What alarms me are the lack of graduates in the STEM fields, and the lack of emphasis on studying these areas in both grade school and college. While I have been out of the public school system for a decade, I remember my experiences very well. I can say that there is a major lack of STEM education, and the courses offered are designed in a way that intimidate many students. I recall in college at both The George Washington University and Florida State, hearing horror stories from students taking math and science courses. The professors would say during the first week that many people would fail, and the beginner courses were designed to “weed out” the weak links. Looking back now, this is absolutely atrocious! If students express an interest in STEM topics, our education system should support them in their learning. Many people I know who started out wanting to attend medical school ended up going into nursing or a different field all together because they were terrified of the coursework and taking the MCAT thanks to their professors. I can’t even imagine all of the talent lost due to this practice. From what I have discussed with people who went to college all over the US, this practice is not just limited to the schools I attended. I find it ironic that people who explore art and music are praised for their endeavors, but many times people who show an interest in science are questioned.
Washington can help change this by continuing to fund STEM education initiatives and engage with non-profit groups who work in communities to assist those who express an interest in these topics. It is impossible to expect Congress to magically solve this problem, which is where local groups come in to play. If local STEM-centered groups receive support from Washington, they can pinpoint individual needs in communities to foster education. This support comes by the way of funding, advocacy, meetings and public awareness. Congress has to be used as the uniting tool to bring together groups from all 50 states, they cannot be expected to be the total solution.

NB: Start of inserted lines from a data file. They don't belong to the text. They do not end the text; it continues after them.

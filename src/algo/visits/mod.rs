//! Visits on graphs.
//!
//! Implementation of [sequential visits](Sequential) depend on a type
//! parameter `A` that implements the trait [`Event`]; they provide visit
//! methods accepting a callback function with argument `A` and returning a
//! `Result<(), E>`, where `E` is a type parameter of the visit method: for
//! example, `E` might be [`StoppedWhenDone`] when completing early,
//! [`Interrupted`] when interrupted or [`Infallible`](std::convert::Infallible)
//! if the visit cannot be interrupted.
//!
//! If a callback returns an error, the visit will be interrupted, and the
//! error will be returned by the visit method; it is up to the visit
//! implementation to restore a coherent state, so that [`reset`] can be
//! called and the visit reused.
//!
//! Visits can also be filtered by a filter function accepting an argument of
//! type [`Event::FilterArgs`]. The filter is called when a node is discovered
//! for the first time: if it returns false, the node is ignored, but it might
//! be discovered again through another arc.
//!
//! Visits are iterative, so visiting deep graphs does not need a large
//! call stack.
//!
//! [`reset`]: Sequential::reset

pub mod breadth_first;
pub mod depth_first;

use dsi_progress_logger::ProgressLog;
use thiserror::Error;

#[derive(Error, Debug)]
#[error("Stopped when done")]
/// A signal that the visit completed early.
pub struct StoppedWhenDone {}

#[derive(Error, Debug)]
#[error("The visit was interrupted")]
/// The result of the visit was interrupted.
pub struct Interrupted {}

/// Types usable as arguments for the callbacks in visits.
///
/// Arguments are usually enums in which variants represent visit events
/// (previsits, postvisits, etc.). Each variant then contains data specific
/// to the visit event.
///
/// This trait is used to associate a type of filter arguments to the event.
pub trait Event {
    /// The type passed as input to the filter.
    type FilterArgs;
}

/// A sequential visit.
///
/// Implementation of this trait must provide the
/// [`visit_filtered`](Sequential::visit_filtered) method, which should
/// perform a visit of a graph starting from a given node, and the
/// [`visit_all_filtered`](Sequential::visit_all_filtered) method, which
/// should perform a visit of the whole graph, starting from every node in
/// increasing index order.
///
/// For each node, the visit should invoke a callback with argument of type
/// `A`. In particular, the callback will be called every time a new node is
/// discovered, every time a node is revisited, and, if supported, every time
/// the enumeration of the successors of a node is completed.
pub trait Sequential<A: Event> {
    /// Visits the graph from the specified node.
    ///
    /// # Arguments
    /// * `root`: The node to start the visit from.
    ///
    /// * `callback`: The callback function.
    ///
    /// * `filter`: The filter function.
    ///
    /// * `pl`: A progress logger that implements
    ///   [`dsi_progress_logger::ProgressLog`] may be passed to the method to
    ///   log the progress of the visit. If `no_logging![]` is passed, logging
    ///   code should be optimized away by the compiler.
    fn visit_filtered<E, C: FnMut(A) -> Result<(), E>, F: FnMut(A::FilterArgs) -> bool>(
        &mut self,
        root: usize,
        callback: C,
        filter: F,
        pl: &mut impl ProgressLog,
    ) -> Result<(), E>;

    /// Visits the graph from the specified node without a filter.
    ///
    /// The default implementation calls
    /// [`visit_filtered`](Sequential::visit_filtered) with a filter that
    /// always returns true.
    #[inline(always)]
    fn visit<E, C: FnMut(A) -> Result<(), E>>(
        &mut self,
        root: usize,
        callback: C,
        pl: &mut impl ProgressLog,
    ) -> Result<(), E> {
        self.visit_filtered(root, callback, |_| true, pl)
    }

    /// Visits the whole graph.
    ///
    /// See [`visit_filtered`](Sequential::visit_filtered) for more details.
    fn visit_all_filtered<E, C: FnMut(A) -> Result<(), E>, F: FnMut(A::FilterArgs) -> bool>(
        &mut self,
        callback: C,
        filter: F,
        pl: &mut impl ProgressLog,
    ) -> Result<(), E>;

    /// Visits the whole graph without a filter.
    ///
    /// The default implementation calls
    /// [`visit_all_filtered`](Sequential::visit_all_filtered) with a filter
    /// that always returns true.
    #[inline(always)]
    fn visit_all<E, C: FnMut(A) -> Result<(), E>>(
        &mut self,
        callback: C,
        pl: &mut impl ProgressLog,
    ) -> Result<(), E> {
        self.visit_all_filtered(callback, |_| true, pl)
    }

    /// Resets the visit status, making it possible to reuse it.
    fn reset(&mut self);
}
use std::cmp::Ordering;

/// Iterative binary search.
///
/// The search keeps an inclusive interval `[left, right]` of candidate
/// positions, probes `mid = ⌊(left + right) / 2⌋` and narrows the interval
/// until either the probe matches or the interval becomes empty.
///
/// `seq` must be sorted in ascending order; otherwise, the returned value is
/// unspecified. When `target` appears several times, the index returned is
/// the first probe that hits one of its occurrences, not necessarily the
/// leftmost one.
///
/// # Examples
///
/// ```
/// use classic_algo::algo::search::binary_search;
///
/// let seq = [11, 12, 22, 25, 34, 64, 90];
/// assert_eq!(binary_search(&seq, &34), Some(4));
/// assert_eq!(binary_search(&seq, &35), None);
/// ```
pub fn binary_search<T: Ord>(seq: &[T], target: &T) -> Option<usize> {
    binary_search_by(seq, |elem| elem.cmp(target))
}

/// Iterative binary search with a comparator.
///
/// The comparator returns the ordering of an element with respect to the
/// target, that is, [`Less`](Ordering::Less) if the element precedes the
/// target. See [`binary_search`] for the details of the search.
pub fn binary_search_by<T, F: FnMut(&T) -> Ordering>(seq: &[T], mut cmp: F) -> Option<usize> {
    let mut left = 0;
    // Inclusive upper bound; an empty sequence has no candidates
    let mut right = seq.len().checked_sub(1)?;

    while left <= right {
        let mid = left + (right - left) / 2;
        match cmp(&seq[mid]) {
            Ordering::Equal => return Some(mid),
            Ordering::Less => left = mid + 1,
            Ordering::Greater => {
                // right would become negative: the interval is empty
                if mid == 0 {
                    return None;
                }
                right = mid - 1;
            }
        }
    }

    None
}

/// Recursive binary search.
///
/// Same contract as [`binary_search`], and always returns the same index.
/// The recursion is a tail call on the narrowed interval, so its depth is
/// at most ⌈log₂(n + 1)⌉.
pub fn recursive_binary_search<T: Ord>(seq: &[T], target: &T) -> Option<usize> {
    recursive_binary_search_by(seq, |elem| elem.cmp(target))
}

/// Recursive binary search with a comparator.
///
/// See [`binary_search_by`] for the meaning of the comparator.
pub fn recursive_binary_search_by<T, F: FnMut(&T) -> Ordering>(
    seq: &[T],
    mut cmp: F,
) -> Option<usize> {
    let right = seq.len().checked_sub(1)?;
    search_interval(seq, &mut cmp, 0, right)
}

fn search_interval<T, F: FnMut(&T) -> Ordering>(
    seq: &[T],
    cmp: &mut F,
    left: usize,
    right: usize,
) -> Option<usize> {
    if left > right {
        return None;
    }

    let mid = left + (right - left) / 2;
    match cmp(&seq[mid]) {
        Ordering::Equal => Some(mid),
        Ordering::Less => search_interval(seq, cmp, mid + 1, right),
        Ordering::Greater => search_interval(seq, cmp, left, mid.checked_sub(1)?),
    }
}
/// Returns the index of the minimum value in a slice, or `None` if the slice
/// is empty.
///
/// In case of ties, the lowest index is returned.
///
/// # Examples
///
/// ```
/// use classic_algo::utils::math::argmin;
///
/// assert_eq!(argmin(&[4, 1, 3, 1]), Some(1));
/// assert_eq!(argmin::<u8>(&[]), None);
/// ```
pub fn argmin<T: PartialOrd>(slice: &[T]) -> Option<usize> {
    filtered_argmin(slice, |_| true)
}

/// Returns the index of the minimum value in a slice among the indices
/// accepted by a filter, or `None` if no index is accepted.
///
/// In case of ties, the lowest index is returned.
///
/// # Examples
///
/// ```
/// use classic_algo::utils::math::filtered_argmin;
///
/// let v = [4, 1, 3, 1, 2];
/// assert_eq!(filtered_argmin(&v, |i| i != 1), Some(3));
/// assert_eq!(filtered_argmin(&v, |i| i % 2 == 0), Some(4));
/// assert_eq!(filtered_argmin(&v, |_| false), None);
/// ```
pub fn filtered_argmin<T: PartialOrd, F: Fn(usize) -> bool>(
    slice: &[T],
    filter: F,
) -> Option<usize> {
    let mut argmin: Option<usize> = None;

    for (i, value) in slice.iter().enumerate() {
        if !filter(i) {
            continue;
        }
        if argmin.is_none_or(|min| *value < slice[min]) {
            argmin = Some(i);
        }
    }

    argmin
}
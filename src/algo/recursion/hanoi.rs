use crate::{Error, Result};

/// The largest number of disks accepted by [`tower_of_hanoi`]
/// (2²⁰ − 1 moves).
pub const MAX_HANOI_DISKS: u32 = 20;

/// A move of the Tower of Hanoi: `disk` (1 is the smallest) goes from peg
/// `from` to peg `to`.
#[derive(Debug, Clone, Copy, Hash, PartialEq, Eq)]
pub struct Move<P> {
    pub disk: u32,
    pub from: P,
    pub to: P,
}

/// Solves the Tower of Hanoi for `n` disks.
///
/// Returns the `2ⁿ − 1` moves transferring a tower of `n` disks from peg
/// `from` to peg `to` using `via` as auxiliary peg: move `n − 1` disks to
/// `via`, move disk `n` to `to`, move `n − 1` disks from `via` to `to`.
/// Pegs can be labeled with any copyable type.
///
/// The recursion is run on an explicit stack of pending subproblems.
///
/// # Errors
///
/// [`Error::TooManyDisks`] if `n` is larger than [`MAX_HANOI_DISKS`].
///
/// # Examples
///
/// ```
/// use classic_algo::algo::recursion::*;
///
/// let moves = tower_of_hanoi(2, 'A', 'B', 'C').unwrap();
/// assert_eq!(
///     moves,
///     [
///         Move { disk: 1, from: 'A', to: 'B' },
///         Move { disk: 2, from: 'A', to: 'C' },
///         Move { disk: 1, from: 'B', to: 'C' },
///     ]
/// );
/// ```
pub fn tower_of_hanoi<P: Copy>(n: u32, from: P, via: P, to: P) -> Result<Vec<Move<P>>> {
    if n > MAX_HANOI_DISKS {
        return Err(Error::TooManyDisks {
            disks: n,
            max: MAX_HANOI_DISKS,
        });
    }

    enum Frame<P> {
        Solve { n: u32, from: P, via: P, to: P },
        Move(Move<P>),
    }

    let mut moves = Vec::with_capacity((1_usize << n) - 1);
    let mut stack = vec![Frame::Solve { n, from, via, to }];

    while let Some(frame) = stack.pop() {
        match frame {
            Frame::Move(m) => moves.push(m),
            Frame::Solve { n: 0, .. } => {}
            Frame::Solve { n, from, via, to } => {
                // Pushed in reverse order of execution
                stack.push(Frame::Solve {
                    n: n - 1,
                    from: via,
                    via: from,
                    to,
                });
                stack.push(Frame::Move(Move { disk: n, from, to }));
                stack.push(Frame::Solve {
                    n: n - 1,
                    from,
                    via: to,
                    to: via,
                });
            }
        }
    }

    Ok(moves)
}
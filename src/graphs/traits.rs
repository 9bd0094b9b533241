/// A graph providing random access to the successors of its nodes.
///
/// Successors are enumerated in a fixed order, which determines the order
/// in which visits discover nodes.
pub trait RandomAccessGraph {
    /// The iterator over the successors of a node.
    type Successors<'a>: IntoIterator<Item = usize>
    where
        Self: 'a;

    /// Returns the number of nodes.
    fn num_nodes(&self) -> usize;

    /// Returns the number of arcs.
    fn num_arcs(&self) -> usize;

    /// Returns the successors of a node.
    fn successors(&self, node: usize) -> Self::Successors<'_>;

    /// Returns the number of successors of a node.
    fn outdegree(&self, node: usize) -> usize;
}

/// A graph whose arcs carry a non-negative integer weight.
pub trait WeightedGraph: RandomAccessGraph {
    /// The iterator over the successors of a node and the weight of the
    /// corresponding arcs.
    type WeightedSuccessors<'a>: IntoIterator<Item = (usize, u64)>
    where
        Self: 'a;

    /// Returns the successors of a node with the weight of the
    /// corresponding arcs.
    fn weighted_successors(&self, node: usize) -> Self::WeightedSuccessors<'_>;
}

impl<G: RandomAccessGraph + ?Sized> RandomAccessGraph for &G {
    type Successors<'a>
        = G::Successors<'a>
    where
        Self: 'a;

    #[inline(always)]
    fn num_nodes(&self) -> usize {
        (**self).num_nodes()
    }

    #[inline(always)]
    fn num_arcs(&self) -> usize {
        (**self).num_arcs()
    }

    #[inline(always)]
    fn successors(&self, node: usize) -> Self::Successors<'_> {
        (**self).successors(node)
    }

    #[inline(always)]
    fn outdegree(&self, node: usize) -> usize {
        (**self).outdegree(node)
    }
}

impl<G: WeightedGraph + ?Sized> WeightedGraph for &G {
    type WeightedSuccessors<'a>
        = G::WeightedSuccessors<'a>
    where
        Self: 'a;

    #[inline(always)]
    fn weighted_successors(&self, node: usize) -> Self::WeightedSuccessors<'_> {
        (**self).weighted_successors(node)
    }
}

For rare disease patients, we are feeling the crunch as many specialists are starting to retire and there is a lack of “new talent” who are aware of our conditions and are researching them. The more people we have involved in science and technology, the better chance we have of finding new treatments and perhaps some cures. With President Obama declaring an interest in providing a free two-year community college education to students, this would be a fantastic place to start. Imagine if students had special guest speakers on STEM topics? What if rare disease patients and researchers went to high schools and colleges to speak about their experiences? This could spark interests that might never be discovered since these issues are not commonly discussed.
As for rare disease patients, it is important to interact with your community. The next time you see the local high school holding a car wash for the math team, stop by. If someone asks you to buy a calendar to help send the robotics team to nationals, consider the purchase. Every act of support will benefit the community as a whole. It is also important that you contact your representative and let them know you support funding for STEM education initiatives.